Moving in through the entrance, one is immediately struck by the double-volume ceilings, rising up to an atrium where the serene, peaceful bedroom is located. Bruno continues, "This is the entrance, You can see the old structure of the building itself which spans both heights, and through the openings above, and through the staircases and the glass partitions you can see angles. It's kind of an angular, fun system." The main reception area is cool and airy, a predominantly white space with touches of natural colour and materials. "You can see a little bit of a duality here, a whole white envelope and then all of a sudden the communal spaces have more punch and colour. The floor is made from gum tree wood which is very hard and has live patterns and colours and reddish tone and then, looking upstairs, the white envelope theme continues."

At the end of the entrance stands an eye-catching sculptural piece, which, in common with many of the fittings used in this home, is made of wood. "This is actually a piece we got in Thailand. It's from the 1930s and is called a ‘shuofa'. They put it above old buildings like a good luck gargoyle. In Thailand you see all these odd shapes and carvings above buildings - made of gold, or metal or painted wood. This is just an old piece that kind of guards the entrance. You notice it just stands a little bit above the two-height ceiling environment."

Moving further into the house, into the living area, you cannot help but notice the floor to ceiling curtains. "The concept of the curtains is kind of like a wedding puddle, floating from top to bottom and coming down and puddling around. It's just very gracious and clean."

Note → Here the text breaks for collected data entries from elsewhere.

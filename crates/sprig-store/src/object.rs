use serde::{Deserialize, Serialize};
use sprig_crypto::ContentHasher;
use sprig_types::ObjectId;

use crate::error::{StoreError, StoreResult};

/// The kind of object stored.
#[derive(Clone, Copy, Debug, PartialEq, Eq, Hash, Serialize, Deserialize)]
pub enum ObjectKind {
    /// Raw file content.
    Blob,
    /// Serialized commit metadata.
    Commit,
}

impl ObjectKind {
    /// Every kind, in lookup order.
    pub const ALL: [ObjectKind; 2] = [ObjectKind::Blob, ObjectKind::Commit];

    /// Directory / display name for this kind.
    pub fn as_str(&self) -> &'static str {
        match self {
            Self::Blob => "blob",
            Self::Commit => "commit",
        }
    }

    fn hasher(&self) -> &'static ContentHasher {
        match self {
            Self::Blob => &ContentHasher::BLOB,
            Self::Commit => &ContentHasher::COMMIT,
        }
    }
}

impl std::fmt::Display for ObjectKind {
    fn fmt(&self, f: &mut std::fmt::Formatter<'_>) -> std::fmt::Result {
        f.write_str(self.as_str())
    }
}

/// A stored object: kind tag + opaque bytes.
///
/// `StoredObject` is the unit of storage. The store never interprets the
/// bytes; the kind only selects the hash domain and the storage namespace.
#[derive(Clone, Debug, PartialEq, Eq)]
pub struct StoredObject {
    /// The type of this object.
    pub kind: ObjectKind,
    /// The object's bytes, exactly as hashed.
    pub data: Vec<u8>,
}

impl StoredObject {
    /// Create a new stored object from kind and data.
    pub fn new(kind: ObjectKind, data: Vec<u8>) -> Self {
        Self { kind, data }
    }

    /// A blob holding raw file content.
    pub fn blob(data: impl Into<Vec<u8>>) -> Self {
        Self::new(ObjectKind::Blob, data.into())
    }

    /// A commit holding serialized commit metadata.
    pub fn commit(data: Vec<u8>) -> Self {
        Self::new(ObjectKind::Commit, data)
    }

    /// Size of the payload in bytes.
    pub fn size(&self) -> u64 {
        self.data.len() as u64
    }

    /// Compute the content-addressed id for this object.
    pub fn compute_id(&self) -> ObjectId {
        self.kind.hasher().hash(&self.data)
    }

    /// Check that the bytes still hash to `id`.
    pub fn verify(&self, id: &ObjectId) -> StoreResult<()> {
        let computed = self.compute_id();
        if computed != *id {
            return Err(StoreError::HashMismatch { id: *id, computed });
        }
        Ok(())
    }

    /// Unwrap the payload, failing if this is not an object of `kind`.
    pub fn into_kind(self, id: &ObjectId, kind: ObjectKind) -> StoreResult<Vec<u8>> {
        if self.kind != kind {
            return Err(StoreError::KindMismatch {
                id: *id,
                expected: kind,
                actual: self.kind,
            });
        }
        Ok(self.data)
    }
}
//! Error types for reference operations.

use thiserror::Error;

/// Errors that can occur during reference operations.
#[derive(Debug, Error, PartialEq, Eq)]
pub enum RefError {
    /// The branch does not exist.
    #[error("A branch with that name does not exist.")]
    BranchNotFound { name: String },

    /// A branch with this name already exists.
    #[error("A branch with that name already exists.")]
    BranchExists { name: String },

    /// The branch name is invalid.
    #[error("invalid branch name: {name}: {reason}")]
    InvalidBranchName { name: String, reason: String },

    /// The remote name is invalid.
    #[error("invalid remote name: {name}: {reason}")]
    InvalidRemoteName { name: String, reason: String },

    /// Cannot delete the currently checked-out branch.
    #[error("Cannot remove the current branch.")]
    DeleteCurrentBranch { name: String },

    /// No remote is registered under this name.
    #[error("A remote with that name does not exist.")]
    RemoteNotFound { name: String },

    /// A remote with this name is already registered.
    #[error("A remote with that name already exists.")]
    RemoteExists { name: String },
}

/// Convenience type alias for ref operations.
pub type Result<T> = std::result::Result<T, RefError>;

The bronze and wood chaise longue is by John Houshmand. "He has a wood farm in Pennsylvania. He actually cuts pieces of his own wood and makes tables and everything. " On the living room wall is another eyecatching artwork, entitled Architecture Of A Cataclysm by New York artist, Stephen Pusey. Bruno sourced this from Michael Steinberg Fine Art, New York City and is undoubtedly a fan. The painting looks, from a distance, uniformly coloured, but get up close and you see a different story. "Its actually a really intense picture - if you stand close you can see how many hundreds and hundreds of hours he spent on it. You start looking at all these lines and then things start popping up in your imagination. Its quite funky!"

Duality in the meeting of rustic and contemporary is a recurring theme throughout the spaces here. The staircase, constructed from slabs of wood, glass and steel, is just such a case in point. "The staircase is another element of duality. The stairs are white epoxy, ultra clean, with some hidden fluorescent lights behind and a slab of glass set right into the wood, and floating gum tree steps on custom brackets. And then going upstairs you have a steel beam that was ground down. It's kind of like a tree-house feel with all the reflections and the shadows. So it's modern, but at the same time it has a bit of quirkiness to it and a little bit of earthiness as well."

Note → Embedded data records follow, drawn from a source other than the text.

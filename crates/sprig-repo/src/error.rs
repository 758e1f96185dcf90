use std::fmt;

use thiserror::Error;

use sprig_dag::DagError;
use sprig_index::IndexError;
use sprig_merge::MergeError;
use sprig_refs::RefError;
use sprig_store::StoreError;
use sprig_sync::SyncError;

/// Why a merge was refused before anything changed.
#[derive(Clone, Copy, Debug, PartialEq, Eq)]
pub enum MergeBlock {
    /// The stage is not empty.
    UncommittedChanges,
    /// The given branch is the current branch.
    SelfMerge,
    /// An untracked working file would be overwritten.
    UntrackedFile,
}

impl fmt::Display for MergeBlock {
    fn fmt(&self, f: &mut fmt::Formatter<'_>) -> fmt::Result {
        f.write_str(match self {
            Self::UncommittedChanges => "You have uncommitted changes.",
            Self::SelfMerge => "Cannot merge a branch with itself.",
            Self::UntrackedFile => {
                "There is an untracked file in the way; delete it, or add and commit it first."
            }
        })
    }
}

/// Broad classes of failure.
#[derive(Clone, Copy, Debug, PartialEq, Eq)]
pub enum ErrorCategory {
    /// Bad input or repository state the caller can correct. Nothing was
    /// changed.
    Precondition,
    /// Missing objects, malformed records or I/O failure.
    Integrity,
}

#[derive(Debug, Error)]
pub enum RepoError {
    #[error("Not in an initialized sprig directory.")]
    NotInitialized,

    #[error("A sprig version-control system already exists in the current directory.")]
    AlreadyInitialized,

    #[error("Please enter a commit message.")]
    EmptyMessage,

    #[error("No changes added to the commit.")]
    NothingToCommit,

    #[error("No reason to remove the file.")]
    NothingToRemove(String),

    #[error("No commits yet.")]
    NoCommits,

    #[error("A branch with that name does not exist.")]
    BranchNotFound(String),

    #[error("A branch with that name already exists.")]
    BranchExists(String),

    #[error("Cannot remove the current branch.")]
    CannotRemoveCurrentBranch(String),

    #[error("No need to checkout the current branch.")]
    AlreadyOnBranch(String),

    #[error("No commit with that id exists.")]
    NoSuchCommit(String),

    #[error("Commit id {0} is ambiguous.")]
    AmbiguousCommit(String),

    #[error("File does not exist in that commit.")]
    FileNotInCommit(String),

    #[error("File does not exist.")]
    FileNotFound(String),

    #[error("There is an untracked file in the way; delete it, or add and commit it first.")]
    UntrackedFileConflict(String),

    #[error("{0}")]
    MergeBlocked(MergeBlock),

    #[error("A remote with that name does not exist.")]
    RemoteNotFound(String),

    #[error("A remote with that name already exists.")]
    RemoteExists(String),

    #[error("Remote directory not found.")]
    RemoteUnreachable(String),

    #[error("That remote does not have that branch.")]
    RemoteBranchNotFound(String),

    #[error("Please pull down remote changes before pushing.")]
    NotAncestor(String),

    #[error("{0}")]
    InvalidName(String),

    #[error("store error: {0}")]
    Store(StoreError),

    #[error("commit graph error: {0}")]
    Graph(DagError),

    #[error("malformed {record} record: {reason}")]
    CorruptRecord { record: &'static str, reason: String },

    #[error("config error: {0}")]
    Config(String),

    #[error("io error: {0}")]
    Io(#[from] std::io::Error),
}

impl RepoError {
    pub fn category(&self) -> ErrorCategory {
        match self {
            Self::Store(_)
            | Self::Graph(_)
            | Self::CorruptRecord { .. }
            | Self::Config(_)
            | Self::Io(_) => ErrorCategory::Integrity,
            _ => ErrorCategory::Precondition,
        }
    }

    pub fn is_precondition(&self) -> bool {
        self.category() == ErrorCategory::Precondition
    }
}

impl From<StoreError> for RepoError {
    fn from(e: StoreError) -> Self {
        Self::Store(e)
    }
}

impl From<DagError> for RepoError {
    fn from(e: DagError) -> Self {
        match e {
            DagError::NoMatch(prefix) => Self::NoSuchCommit(prefix),
            DagError::AmbiguousPrefix { prefix, .. } => Self::AmbiguousCommit(prefix),
            DagError::Store(e) => Self::Store(e),
            other => Self::Graph(other),
        }
    }
}

impl From<RefError> for RepoError {
    fn from(e: RefError) -> Self {
        match e {
            RefError::BranchNotFound { name } => Self::BranchNotFound(name),
            RefError::BranchExists { name } => Self::BranchExists(name),
            RefError::DeleteCurrentBranch { name } => Self::CannotRemoveCurrentBranch(name),
            RefError::RemoteNotFound { name } => Self::RemoteNotFound(name),
            RefError::RemoteExists { name } => Self::RemoteExists(name),
            e @ (RefError::InvalidBranchName { .. } | RefError::InvalidRemoteName { .. }) => {
                Self::InvalidName(e.to_string())
            }
        }
    }
}

impl From<IndexError> for RepoError {
    fn from(e: IndexError) -> Self {
        match e {
            IndexError::NothingToRemove(name) => Self::NothingToRemove(name),
            e @ IndexError::InvalidPath(_) => Self::InvalidName(e.to_string()),
            IndexError::Store(e) => Self::Store(e),
        }
    }
}

impl From<MergeError> for RepoError {
    fn from(e: MergeError) -> Self {
        match e {
            MergeError::Store(e) => Self::Store(e),
        }
    }
}

impl From<SyncError> for RepoError {
    fn from(e: SyncError) -> Self {
        match e {
            SyncError::NotFastForward { branch } => Self::NotAncestor(branch),
            SyncError::Dag(e) => e.into(),
            SyncError::Store(e) => Self::Store(e),
        }
    }
}

pub type RepoResult<T> = Result<T, RepoError>;

#[cfg(test)]
mod tests {
    use super::*;
    use sprig_types::ObjectId;

    #[test]
    fn categories() {
        assert_eq!(RepoError::EmptyMessage.category(), ErrorCategory::Precondition);
        assert_eq!(
            RepoError::MergeBlocked(MergeBlock::SelfMerge).category(),
            ErrorCategory::Precondition
        );
        let missing = RepoError::from(StoreError::NotFound(ObjectId::from_bytes(b"x")));
        assert_eq!(missing.category(), ErrorCategory::Integrity);
        assert!(!missing.is_precondition());
    }

    #[test]
    fn prefix_errors_become_preconditions() {
        let e = RepoError::from(DagError::NoMatch("abc".into()));
        assert!(matches!(e, RepoError::NoSuchCommit(_)));
        let e = RepoError::from(DagError::AmbiguousPrefix {
            prefix: "a".into(),
            count: 2,
        });
        assert_eq!(e.to_string(), "Commit id a is ambiguous.");
    }

    #[test]
    fn ref_errors_map_to_named_variants() {
        let e = RepoError::from(RefError::DeleteCurrentBranch {
            name: "main".into(),
        });
        assert!(matches!(e, RepoError::CannotRemoveCurrentBranch(_)));
        let e = RepoError::from(RefError::InvalidBranchName {
            name: "a..b".into(),
            reason: "must not contain '..'".into(),
        });
        assert!(matches!(e, RepoError::InvalidName(_)));
    }

    #[test]
    fn merge_block_messages() {
        assert_eq!(
            RepoError::MergeBlocked(MergeBlock::UncommittedChanges).to_string(),
            "You have uncommitted changes."
        );
    }
}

The bedroom is flanked on one side by waist-height glass panels topped with a steel handrail that Bruno had hand-ground to produce in interesting wave, or spiral pattern.

"The room has whitewashed bamboo floors, I made the bed from reclaimed support joints, whitewashed and glazed. We made the room very serene with whites and blues. It's very peaceful, just a bed - no TV, no nothing." The idea was to just keep it simple. "The bed is raft-like and everyone asked me if it was dangerous, but of course it's not at all!" All the doors in here are, again, floor to ceiling. A large blue glass panel leads into the shower, and daylight filters through the glass into the bedroom, adding to the serenity.

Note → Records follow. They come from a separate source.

//! Owned copies of libgit2 diff data.
//!
//! Everything downstream of the repository gateway works on these structures
//! so that no borrow of a `git2::Diff` escapes into the pipeline.

use crate::errors::{Error, Result};

/// One side of a hunk: a starting line number (1-based, git convention) and
/// the lines on that side. For a pure insertion the removed block is empty
/// and its `start` names the line *after which* the insertion lands (0 for
/// the top of the file); symmetrically for pure deletions on the added side.
#[derive(Debug, Clone, PartialEq, Eq)]
pub struct Block {
    pub start: u32,
    pub lines: Vec<Vec<u8>>,
    pub trailing_newline: bool,
}

impl Block {
    pub fn empty(start: u32) -> Block {
        Block {
            start,
            lines: Vec::new(),
            trailing_newline: true,
        }
    }

    pub fn len(&self) -> u32 {
        self.lines.len() as u32
    }

    pub fn is_empty(&self) -> bool {
        self.lines.is_empty()
    }
}

#[derive(Debug, Clone)]
pub struct Hunk {
    pub removed: Block,
    pub added: Block,
}

impl Hunk {
    /// Lift one libgit2 hunk into owned blocks.
    ///
    /// The chunker's composition arithmetic depends on every hunk being
    /// line-addressable: each removed line must sit at `old_start + n` and
    /// each added line at `new_start + n`, densely, in diff order. Anything
    /// libgit2 hands us that breaks that shape is refused here rather than
    /// miscomposed later.
    fn read(patch: &mut git2::Patch, idx: usize) -> Result<Hunk> {
        let (old_start, old_count, new_start, new_count) = {
            let (header, _) = patch.hunk(idx)?;
            (
                header.old_start(),
                header.old_lines(),
                header.new_start(),
                header.new_lines(),
            )
        };

        let mut removed = Vec::with_capacity(old_count as usize);
        let mut added = Vec::with_capacity(new_count as usize);
        let mut removed_eof_newline = true;
        let mut added_eof_newline = true;

        for line_idx in 0..patch.num_lines_in_hunk(idx)? {
            let line = patch.line_in_hunk(idx, line_idx)?;
            match line.origin() {
                '-' => {
                    let at = old_start + removed.len() as u32;
                    if line.num_lines() > 1 || line.old_lineno() != Some(at) {
                        return Err(invalid(&format!(
                            "hunk {} removes lines out of sequence near old line {}",
                            idx, at
                        )));
                    }
                    removed.push(line.content().to_vec());
                }
                '+' => {
                    let at = new_start + added.len() as u32;
                    if line.num_lines() > 1 || line.new_lineno() != Some(at) {
                        return Err(invalid(&format!(
                            "hunk {} adds lines out of sequence near new line {}",
                            idx, at
                        )));
                    }
                    added.push(line.content().to_vec());
                }
                // markers for a missing newline at end of file
                '>' => removed_eof_newline = false,
                '<' => added_eof_newline = false,
                other => {
                    return Err(invalid(&format!(
                        "hunk {} carries an unexpected {:?} line",
                        idx, other
                    )));
                }
            }
        }

        if removed.len() != old_count as usize || added.len() != new_count as usize {
            return Err(invalid(&format!(
                "hunk {} disagrees with its header: -{} of {}, +{} of {}",
                idx,
                removed.len(),
                old_count,
                added.len(),
                new_count
            )));
        }

        Ok(Hunk {
            removed: Block {
                start: old_start,
                lines: removed,
                trailing_newline: removed_eof_newline,
            },
            added: Block {
                start: new_start,
                lines: added,
                trailing_newline: added_eof_newline,
            },
        })
    }
}

/// What happened to a file between the base and target trees.
#[derive(Debug, Clone, Copy, PartialEq, Eq)]
pub enum DeltaKind {
    Added,
    Deleted,
    Modified,
    Renamed,
}

/// A per-path record of the diff, with the raw hunks already lifted out of
/// libgit2. Paths must be valid UTF-8; the pipeline keys language detection,
/// grouping and the model payloads off string paths.
#[derive(Debug, Clone)]
pub struct Delta {
    pub path: String,
    pub old_path: Option<String>,
    pub kind: DeltaKind,
    pub old_id: git2::Oid,
    pub new_id: git2::Oid,
    pub old_mode: i32,
    pub new_mode: i32,
    pub binary: bool,
    pub hunks: Vec<Hunk>,
}

fn invalid(msg: &str) -> Error {
    Error::Gateway(git2::Error::from_str(msg))
}

fn utf8_path(bytes: Option<&[u8]>) -> Result<Option<String>> {
    match bytes {
        None => Ok(None),
        Some(b) => std::str::from_utf8(b)
            .map(|s| Some(s.to_string()))
            .map_err(|_| invalid("non-UTF-8 path in diff")),
    }
}

/// Lift a `git2::Diff` into owned deltas. Unmodified and ignored entries are
/// skipped; renames must have been detected by the caller (`find_similar`).
pub fn parse_diff(diff: &git2::Diff) -> Result<Vec<Delta>> {
    let mut ret = Vec::new();
    for (delta_idx, _delta) in diff.deltas().enumerate() {
        let mut patch = git2::Patch::from_diff(diff, delta_idx)?
            .ok_or_else(|| invalid("got empty delta"))?;

        let delta = patch.delta();
        let kind = match delta.status() {
            git2::Delta::Added | git2::Delta::Untracked => DeltaKind::Added,
            git2::Delta::Deleted => DeltaKind::Deleted,
            git2::Delta::Modified => DeltaKind::Modified,
            git2::Delta::Renamed => DeltaKind::Renamed,
            git2::Delta::Unmodified | git2::Delta::Ignored => continue,
            other => {
                return Err(invalid(&format!("unsupported delta status {:?}", other)));
            }
        };

        let old_path = utf8_path(delta.old_file().path_bytes())?;
        let new_path = utf8_path(delta.new_file().path_bytes())?;
        let path = match kind {
            DeltaKind::Deleted => old_path.clone(),
            _ => new_path,
        }
        .ok_or_else(|| invalid("delta without a usable path"))?;
        let old_path = match kind {
            DeltaKind::Renamed => old_path,
            _ => None,
        };

        let binary = delta.flags().is_binary()
            || (patch.num_hunks() == 0
                && delta.old_file().id() != delta.new_file().id()
                && kind == DeltaKind::Modified);

        let mut parsed = Delta {
            path,
            old_path,
            kind,
            old_id: delta.old_file().id(),
            new_id: delta.new_file().id(),
            old_mode: i32::from(delta.old_file().mode()),
            new_mode: i32::from(delta.new_file().mode()),
            binary,
            hunks: Vec::with_capacity(patch.num_hunks()),
        };

        if !binary {
            for idx in 0..patch.num_hunks() {
                parsed.hunks.push(Hunk::read(&mut patch, idx)?);
            }
        }

        ret.push(parsed);
    }
    Ok(ret)
}

#[cfg(test)]
mod tests {
    use super::*;

    #[test]
    fn block_len_counts_lines() {
        let block = Block {
            start: 3,
            lines: vec![b"a\n".to_vec(), b"b\n".to_vec()],
            trailing_newline: true,
        };
        assert_eq!(block.len(), 2);
        assert!(!block.is_empty());
        assert!(Block::empty(1).is_empty());
    }
}
use std::sync::atomic::{AtomicBool, Ordering};
use std::sync::Arc;

/// Errors that can abort a pipeline run. Each variant maps to one of the
/// documented exit codes, so callers can rely on the process status.
#[derive(Debug, thiserror::Error)]
pub enum Error {
    /// The user declined the plan, or the cancellation token fired.
    #[error("aborted")]
    Aborted,

    /// The user asked for something the tool cannot do with the given input.
    #[error("{0}")]
    Usage(String),

    /// Chunk arithmetic or a partition invariant failed. This is a bug, not
    /// a property of the repository.
    #[error("invariant violated: {0}")]
    Invariant(String),

    /// A syntax error in a touched file, surfaced only when
    /// `failOnSyntaxErrors` is set.
    #[error("syntax error in {path}")]
    Syntax { path: String },

    /// The model capability failed after all retries were spent and no
    /// fallback could take over.
    #[error("model provider failed: {0}")]
    Model(String),

    /// The destination ref moved underneath us between start and finalize.
    #[error("ref {0} was updated concurrently")]
    RefConflict(String),

    #[error(transparent)]
    Gateway(#[from] git2::Error),

    #[error(transparent)]
    Io(#[from] std::io::Error),
}

impl Error {
    pub fn exit_code(&self) -> i32 {
        match self {
            Error::Aborted | Error::Usage(_) | Error::Syntax { .. } => 1,
            Error::Invariant(_) => 2,
            Error::Gateway(_) | Error::Io(_) => 3,
            Error::Model(_) => 4,
            Error::RefConflict(_) => 5,
        }
    }
}

pub type Result<T> = std::result::Result<T, Error>;

/// Cooperative cancellation shared between the Ctrl-C handler and the
/// pipeline stages. Stages poll it at their boundaries and inside
/// per-file/per-request loops.
#[derive(Clone, Default)]
pub struct CancelToken(Arc<AtomicBool>);

impl CancelToken {
    pub fn new() -> Self {
        Self::default()
    }

    pub fn cancel(&self) {
        self.0.store(true, Ordering::SeqCst);
    }

    pub fn is_cancelled(&self) -> bool {
        self.0.load(Ordering::SeqCst)
    }

    /// Bail out with `Error::Aborted` if the token has fired.
    pub fn check(&self) -> Result<()> {
        if self.is_cancelled() {
            Err(Error::Aborted)
        } else {
            Ok(())
        }
    }
}

#[cfg(test)]
mod tests {
    use super::*;

    #[test]
    fn exit_codes_follow_the_contract() {
        assert_eq!(Error::Aborted.exit_code(), 1);
        assert_eq!(Error::Invariant("x".into()).exit_code(), 2);
        assert_eq!(
            Error::Gateway(git2::Error::from_str("io")).exit_code(),
            3
        );
        assert_eq!(Error::Model("x".into()).exit_code(), 4);
        assert_eq!(Error::RefConflict("refs/heads/main".into()).exit_code(), 5);
    }

    #[test]
    fn token_trips_once_cancelled() {
        let token = CancelToken::new();
        assert!(token.check().is_ok());
        token.cancel();
        assert!(matches!(token.check(), Err(Error::Aborted)));
    }
}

"I kept everything else in this room monochromatic with white and glazed wood - again keeping this clean envelope." All the air conditioning, and even the drains in the walk-in shower are hidden between the floors so there are no grills anywhere, and nothing intrudes to jar the eye. And talking of eyes, Bruno has a lot to say about the attention-grabbing piece of artwork above the bed.
"This is an amazing piece of artwork. It's by Konstantin Khudyakov and is named Moscow in Ultrachrome. You can stand for hours and look at all these tiny little bits of digital art. One eye is old Moscow and the other is new Moscow. And if you look closely in all these little ripples, you can see reflections of the old city and the new. Amazing! I wanted a set of eyes over the bed, and I walked down the street, wandered into MimiFerzt Gallery and there it was!"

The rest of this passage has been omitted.